En 2003, le premier ministre de l'époque avait affirmé qu’en « 1960 il y avait 4 actifs pour 1 retraité ; en 2000, il n'y en a que 2». C’est exact mais : à eux seuls, les deux actifs de 2000 produisaient 1,5 fois plus que les quatre de 1960 ! Et il n'y a pas de raison (vu la courbe de la figure précédente) pour que les 1,4 de 2050 ne produisent pas plus que les 2,2 de 2005.

Il est où le problème alors ?
Malgré la diminution des "actifs" par rapport aux "inactifs", le système actuel dit par répartition peut fonctionner puisque la productivité des "actifs" augmente tout les ans. Mais si les cotisations patronales baissent voire disparaissent (c'est ce que revendique le patronat), si les salaires n'augmentent pas, si le chômage réel (et pas les chiffres biaisés du ministère de l'emploi) ne diminue pas, alors là il y aura un problème effectivement.

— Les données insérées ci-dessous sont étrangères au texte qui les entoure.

use async_trait::async_trait;
use bytes::Bytes;
use cpal::traits::{DeviceTrait, HostTrait, StreamTrait};
use cpal::{FromSample, SampleFormat, SizedSample};
use serde::{Deserialize, Serialize};
use std::fmt;
use std::sync::atomic::{AtomicBool, Ordering};
use std::sync::Arc;
use std::time::Duration;
use tokio::sync::{mpsc, oneshot};
use tokio::task::JoinHandle;
use tracing::{debug, info, warn};
use webrtc::api::media_engine::{MIME_TYPE_PCMU, MIME_TYPE_VP8};
use webrtc::media::Sample as MediaSample;
use webrtc::rtp_transceiver::rtp_codec::{RTCRtpCodecCapability, RTPCodecType};
use webrtc::track::track_local::track_local_static_sample::TrackLocalStaticSample;
use webrtc::track::track_local::TrackLocal;

use crate::config::MediaConfig;
use crate::error::{Error, Result};

/// Roughly two seconds of 20ms chunks.
const MAX_BUFFERED_CHUNKS: usize = 100;

/// G.711 runs at 8 kHz mono whatever the device delivers.
const PCMU_RATE: u32 = 8_000;

#[derive(Debug, Clone, Copy, PartialEq, Eq, Hash, PartialOrd, Ord, Serialize, Deserialize)]
#[serde(rename_all = "lowercase")]
pub enum TrackKind {
    Video,
    Audio,
}

impl TrackKind {
    /// Media-line order of every peer connection. Video lines always precede
    /// audio lines and the order never changes for the life of a connection.
    pub const LINE_ORDER: [TrackKind; 2] = [TrackKind::Video, TrackKind::Audio];

    pub fn mime_type(self) -> &'static str {
        match self {
            TrackKind::Video => MIME_TYPE_VP8,
            TrackKind::Audio => MIME_TYPE_PCMU,
        }
    }

    pub fn codec_type(self) -> RTPCodecType {
        match self {
            TrackKind::Video => RTPCodecType::Video,
            TrackKind::Audio => RTPCodecType::Audio,
        }
    }

    pub fn from_codec_type(kind: RTPCodecType) -> Option<Self> {
        match kind {
            RTPCodecType::Video => Some(TrackKind::Video),
            RTPCodecType::Audio => Some(TrackKind::Audio),
            _ => None,
        }
    }
}

impl fmt::Display for TrackKind {
    fn fmt(&self, f: &mut fmt::Formatter<'_>) -> fmt::Result {
        match self {
            TrackKind::Video => write!(f, "video"),
            TrackKind::Audio => write!(f, "audio"),
        }
    }
}

/// One captured track. Clones share the underlying RTP track and the
/// enabled flag, so muting is visible to every peer session at once.
#[derive(Clone)]
pub struct LocalTrack {
    kind: TrackKind,
    track: Arc<TrackLocalStaticSample>,
    enabled: Arc<AtomicBool>,
}

impl LocalTrack {
    pub fn new(kind: TrackKind, stream_id: &str) -> Self {
        let track = Arc::new(TrackLocalStaticSample::new(
            RTCRtpCodecCapability {
                mime_type: kind.mime_type().to_owned(),
                ..Default::default()
            },
            kind.to_string(),
            stream_id.to_owned(),
        ));
        Self {
            kind,
            track,
            enabled: Arc::new(AtomicBool::new(true)),
        }
    }

    pub fn kind(&self) -> TrackKind {
        self.kind
    }

    pub fn id(&self) -> &str {
        self.track.id()
    }

    pub fn is_enabled(&self) -> bool {
        self.enabled.load(Ordering::SeqCst)
    }

    pub fn set_enabled(&self, enabled: bool) {
        self.enabled.store(enabled, Ordering::SeqCst);
    }

    pub fn rtc_track(&self) -> Arc<dyn TrackLocal + Send + Sync> {
        Arc::clone(&self.track) as Arc<dyn TrackLocal + Send + Sync>
    }

    /// Samples written while the track is disabled are dropped.
    pub async fn write_sample(&self, sample: &MediaSample) -> Result<()> {
        if !self.is_enabled() {
            return Ok(());
        }
        self.track.write_sample(sample).await?;
        Ok(())
    }

    fn same_track(&self, other: &LocalTrack) -> bool {
        Arc::ptr_eq(&self.track, &other.track)
    }
}

impl fmt::Debug for LocalTrack {
    fn fmt(&self, f: &mut fmt::Formatter<'_>) -> fmt::Result {
        f.debug_struct("LocalTrack")
            .field("kind", &self.kind)
            .field("id", &self.id())
            .field("enabled", &self.is_enabled())
            .finish()
    }
}

/// The set of local tracks offered to every peer.
#[derive(Clone, Default, Debug)]
pub struct LocalMedia {
    video: Option<LocalTrack>,
    audio: Option<LocalTrack>,
}

impl LocalMedia {
    pub fn new(video: Option<LocalTrack>, audio: Option<LocalTrack>) -> Self {
        Self { video, audio }
    }

    pub fn track(&self, kind: TrackKind) -> Option<&LocalTrack> {
        match kind {
            TrackKind::Video => self.video.as_ref(),
            TrackKind::Audio => self.audio.as_ref(),
        }
    }

    pub fn set_track(&mut self, kind: TrackKind, track: Option<LocalTrack>) {
        match kind {
            TrackKind::Video => self.video = track,
            TrackKind::Audio => self.audio = track,
        }
    }

    /// Tracks in media-line order.
    pub fn tracks(&self) -> impl Iterator<Item = &LocalTrack> {
        TrackKind::LINE_ORDER
            .iter()
            .filter_map(move |kind| self.track(*kind))
    }

    pub fn kinds(&self) -> Vec<TrackKind> {
        self.tracks().map(LocalTrack::kind).collect()
    }

    pub fn is_empty(&self) -> bool {
        self.video.is_none() && self.audio.is_none()
    }

    /// Whether both sets carry the same tracks per kind.
    pub fn same_tracks(&self, other: &LocalMedia) -> bool {
        TrackKind::LINE_ORDER.iter().all(|kind| {
            match (self.track(*kind), other.track(*kind)) {
                (Some(a), Some(b)) => a.same_track(b),
                (None, None) => true,
                _ => false,
            }
        })
    }
}

/// Acquires the local audio/video source.
#[async_trait]
pub trait MediaCapture: Send + Sync {
    async fn acquire(&mut self) -> Result<LocalMedia>;
    fn set_track_enabled(&mut self, kind: TrackKind, enabled: bool);
    fn release(&mut self);
}

struct AudioChunk {
    samples: Vec<f32>,
    sample_rate: u32,
    channels: u16,
}

impl AudioChunk {
    fn duration(&self) -> Duration {
        let frames = self.samples.len() / usize::from(self.channels.max(1));
        Duration::from_secs_f64(frames as f64 / f64::from(self.sample_rate.max(1)))
    }

    /// Downmixes, resamples to 8 kHz by picking the nearest earlier frame,
    /// and mu-law encodes.
    fn to_pcmu(&self) -> Bytes {
        let channels = usize::from(self.channels.max(1));
        let frames = self.samples.len() / channels;
        let rate = u64::from(self.sample_rate.max(1));
        let out_len = (frames as u64 * u64::from(PCMU_RATE) / rate) as usize;

        let mut out = Vec::with_capacity(out_len);
        for i in 0..out_len {
            let start = (i as u64 * rate / u64::from(PCMU_RATE)) as usize * channels;
            let mono = self.samples[start..start + channels].iter().sum::<f32>() / channels as f32;
            let value = (mono.clamp(-1.0, 1.0) * f32::from(i16::MAX)) as i16;
            out.push(linear_to_ulaw(value));
        }
        Bytes::from(out)
    }
}

fn linear_to_ulaw(sample: i16) -> u8 {
    const BIAS: i32 = 0x84;
    const CLIP: i32 = 32_635;

    let mut magnitude = i32::from(sample);
    let sign = if magnitude < 0 {
        magnitude = -magnitude;
        0x80
    } else {
        0
    };
    magnitude = magnitude.min(CLIP) + BIAS;

    let mut exponent = 7;
    let mut mask = 0x4000;
    while exponent > 0 && magnitude & mask == 0 {
        exponent -= 1;
        mask >>= 1;
    }
    let mantissa = (magnitude >> (exponent + 3)) & 0x0F;
    !((sign | (exponent << 4) | mantissa) as u8)
}

struct AudioPump {
    stop: std::sync::mpsc::Sender<()>,
    thread: std::thread::JoinHandle<()>,
    writer: JoinHandle<()>,
}

/// Captures the default microphone with cpal and feeds it into the local
/// audio track. The video track is created here but frames are pushed by
/// the embedding application through [`LocalTrack::write_sample`].
pub struct DeviceCapture {
    config: MediaConfig,
    stream_id: String,
    media: Option<LocalMedia>,
    audio: Option<AudioPump>,
}

impl DeviceCapture {
    pub fn new(config: MediaConfig, stream_id: impl Into<String>) -> Self {
        Self {
            config,
            stream_id: stream_id.into(),
            media: None,
            audio: None,
        }
    }

    async fn start_audio(track: LocalTrack) -> Result<AudioPump> {
        let (chunk_tx, mut chunk_rx) = mpsc::channel::<AudioChunk>(MAX_BUFFERED_CHUNKS);
        let (ready_tx, ready_rx) = oneshot::channel::<Result<()>>();
        let (stop_tx, stop_rx) = std::sync::mpsc::channel::<()>();

        // cpal streams are not Send, so the stream lives and dies on its own thread.
        let thread = std::thread::Builder::new()
            .name("meshcall-audio".to_string())
            .spawn(move || {
                let stream = match open_input_stream(chunk_tx) {
                    Ok(stream) => stream,
                    Err(e) => {
                        let _ = ready_tx.send(Err(e));
                        return;
                    }
                };
                let _ = ready_tx.send(Ok(()));
                let _ = stop_rx.recv();
                drop(stream);
            })
            .map_err(|e| Error::MediaUnavailable(format!("audio thread: {}", e)))?;

        ready_rx
            .await
            .map_err(|_| Error::MediaUnavailable("audio thread exited".to_string()))??;

        let writer = tokio::spawn(async move {
            while let Some(chunk) = chunk_rx.recv().await {
                let sample = MediaSample {
                    data: chunk.to_pcmu(),
                    duration: chunk.duration(),
                    ..Default::default()
                };
                if let Err(e) = track.write_sample(&sample).await {
                    warn!("Failed to write audio sample: {}", e);
                }
            }
        });

        Ok(AudioPump {
            stop: stop_tx,
            thread,
            writer,
        })
    }
}

#[async_trait]
impl MediaCapture for DeviceCapture {
    async fn acquire(&mut self) -> Result<LocalMedia> {
        if let Some(media) = &self.media {
            return Ok(media.clone());
        }
        if !self.config.audio && !self.config.video {
            return Err(Error::MediaUnavailable(
                "both audio and video are disabled".to_string(),
            ));
        }

        let audio = if self.config.audio {
            let track = LocalTrack::new(TrackKind::Audio, &self.stream_id);
            self.audio = Some(Self::start_audio(track.clone()).await?);
            Some(track)
        } else {
            None
        };
        let video = self
            .config
            .video
            .then(|| LocalTrack::new(TrackKind::Video, &self.stream_id));

        let media = LocalMedia::new(video, audio);
        info!(kinds = ?media.kinds(), "local media acquired");
        self.media = Some(media.clone());
        Ok(media)
    }

    fn set_track_enabled(&mut self, kind: TrackKind, enabled: bool) {
        match self.media.as_ref().and_then(|media| media.track(kind)) {
            Some(track) => {
                track.set_enabled(enabled);
                debug!(%kind, enabled, "local track toggled");
            }
            None => debug!(%kind, "no local track to toggle"),
        }
    }

    fn release(&mut self) {
        if let Some(pump) = self.audio.take() {
            let _ = pump.stop.send(());
            pump.writer.abort();
            if pump.thread.join().is_err() {
                warn!("audio capture thread panicked");
            }
        }
        if self.media.take().is_some() {
            info!("local media released");
        }
    }
}

impl Drop for DeviceCapture {
    fn drop(&mut self) {
        self.release();
    }
}

fn open_input_stream(chunks: mpsc::Sender<AudioChunk>) -> Result<cpal::Stream> {
    let host = cpal::default_host();
    let device = host
        .default_input_device()
        .ok_or_else(|| Error::MediaUnavailable("no input device available".to_string()))?;
    let supported = device
        .default_input_config()
        .map_err(|e| Error::MediaUnavailable(e.to_string()))?;
    debug!(config = ?supported, "input config");

    let format = supported.sample_format();
    let config: cpal::StreamConfig = supported.into();
    let stream = match format {
        SampleFormat::F32 => build_input_stream::<f32>(&device, &config, chunks)?,
        SampleFormat::I16 => build_input_stream::<i16>(&device, &config, chunks)?,
        SampleFormat::U16 => build_input_stream::<u16>(&device, &config, chunks)?,
        other => {
            return Err(Error::MediaUnavailable(format!(
                "unsupported sample format: {:?}",
                other
            )))
        }
    };
    stream
        .play()
        .map_err(|e| Error::MediaUnavailable(e.to_string()))?;
    Ok(stream)
}

fn build_input_stream<T>(
    device: &cpal::Device,
    config: &cpal::StreamConfig,
    chunks: mpsc::Sender<AudioChunk>,
) -> Result<cpal::Stream>
where
    T: SizedSample + Send + 'static,
    f32: FromSample<T>,
{
    let sample_rate = config.sample_rate.0;
    let channels = config.channels;
    let err_fn = |err| warn!("An error occurred on the input audio stream: {}", err);

    device
        .build_input_stream(
            config,
            move |data: &[T], _: &cpal::InputCallbackInfo| {
                let samples: Vec<f32> = data.iter().map(|s| s.to_sample::<f32>()).collect();
                // full buffer means the writer is behind; drop rather than block the device
                let _ = chunks.try_send(AudioChunk {
                    samples,
                    sample_rate,
                    channels,
                });
            },
            err_fn,
            None,
        )
        .map_err(|e| Error::MediaUnavailable(e.to_string()))
}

Passer du système par répartition à un système par capitalisation
En gros, le gouvernement veut appliquer les recommandations libérales de la banque mondiale : passer de la répartition à la capitalisation, c’est-à-dire aux fonds de pension où chacun a sa retraite placée en Bourse. C'est à dire les gens seront obligés de cotiser 41, 42 voire 45 ans (et pourquoi pas plus) pour garder 75% de leurs salaires ou alors ils seront libres de partir à 60 ans s'ils avaient mis de l'argent dans des fonds de pension. Mais ils sont libres jusqu’au point où ils peuvent le faire.
M. Fillon ne prépare pas, tout simplement, des retraités pauvres ?
Rappelons aussi que Guillaume Sarkozy (le frère ainé du président) est à la tête d'un groupe de retraites complémentaires.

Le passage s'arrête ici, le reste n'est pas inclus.